When the solons asked Adaza who the Comelec officers were, the former lawmaker requested an executive session which the committee granted.
At the resumption of the hearing, Ronald Tan, a defeated vice mayoralty candidate of Tagaytay City, told the committee that three days before the May 10 elections, Comelec officials and employees from two departments approached him and his partymates offering 10 preprogrammed CF cards for P5 million.
Tan said they were told that these cards specified to specific clustered precincts.
“They thought we would give in to their demand. They told us in no uncertain terms that it is easier to cheat in this automated election because it is all automatic. We of course rebuked them telling them that how could that be when all the source codes, all the pin codes are supposed to be secured. And in an almost arrogant laughter, they told us all of these things have already been designed,” Tan told the committee.
Interestingly, Tan said his political opponents in the city led by the incumbent mayor has been bragging and assuring his associates that he had purchased three Precinct Count Optical Scan (PCOS) machines, official ballots and even 18 cartons of indelible ink and that “there is no way for anyone to beat them because the number of votes have already been predetermined.”
Yesterday’s testimonies corroborate the testimony on Monday of Surigao del Norte Gov. Robert Ace Barbers who bared he was approached by a “decent looking man” on November 2009 in a golf course and offered his “services” that would guarantee his victory and his entire slate in the province.
Also at yesterday’s hearing, Abakada-Guro party-list Rep. Jonathan de la Cruz submitted a report about the malicious codes in the systems of the PCOS “to emphasize the point that the PCOS machines and the CF cards that were transposed within a period of four days before elections could actually do all the things that were earlier alleged by those who have come out in the open.”

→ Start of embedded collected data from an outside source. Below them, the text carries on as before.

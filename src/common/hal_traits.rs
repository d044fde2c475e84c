// src/common/hal_traits.rs

use chrono::NaiveDateTime;
use core::fmt::Debug;

/// Abstraction for the wall clock the station reads dates and times from.
///
/// Only the calendar part drives behaviour (day-boundary checks, date codes);
/// the time part is carried for journal rows and the live clock display.
pub trait Clock {
    /// Current local date and time.
    fn now(&self) -> NaiveDateTime;
}

impl<C: Clock + ?Sized> Clock for &C {
    fn now(&self) -> NaiveDateTime {
        (**self).now()
    }
}

/// Abstraction for the serial channel to the test fixture.
///
/// Every call must return promptly. Reads are zero-wait polls: when nothing is
/// pending the transport answers `Err(nb::Error::WouldBlock)` instead of waiting.
pub trait Transport {
    /// Associated error type for communication errors.
    type Error: Debug;

    /// Whether a channel is currently open.
    fn is_open(&self) -> bool;

    /// Opens the named channel (e.g. `COM3`, `/dev/ttyUSB0`), closing any open one first.
    fn open(&mut self, channel: &str) -> Result<(), Self::Error>;

    /// Number of received bytes waiting to be read.
    fn available_byte_count(&mut self) -> Result<usize, Self::Error>;

    /// Reads whatever is pending into `buf`, returning how many bytes were copied.
    ///
    /// Returns `Err(nb::Error::WouldBlock)` if no byte is available yet. Other errors
    /// are returned as `Err(nb::Error::Other(Self::Error))`.
    fn read_available(&mut self, buf: &mut [u8]) -> nb::Result<usize, Self::Error>;

    /// Writes all of `bytes` and flushes them out.
    fn write(&mut self, bytes: &[u8]) -> Result<(), Self::Error>;

    /// Closes the channel. Closing an already closed channel is a no-op.
    fn close(&mut self);
}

De la Cruz said as he read the statement of Halalang Marangal prepared by IT expert Roberto Verzola regarding the discrepancies found by the Parish Pastoral Council on Responsible Voting (PPCRV) dated May 22.
On said date, the PPCRV received 70,255 Election Returns and encoded 43,025 ERs and out of this, it found 29 discrepancies or an average in 1, 484 ERs which is a 0.7 percent error rate.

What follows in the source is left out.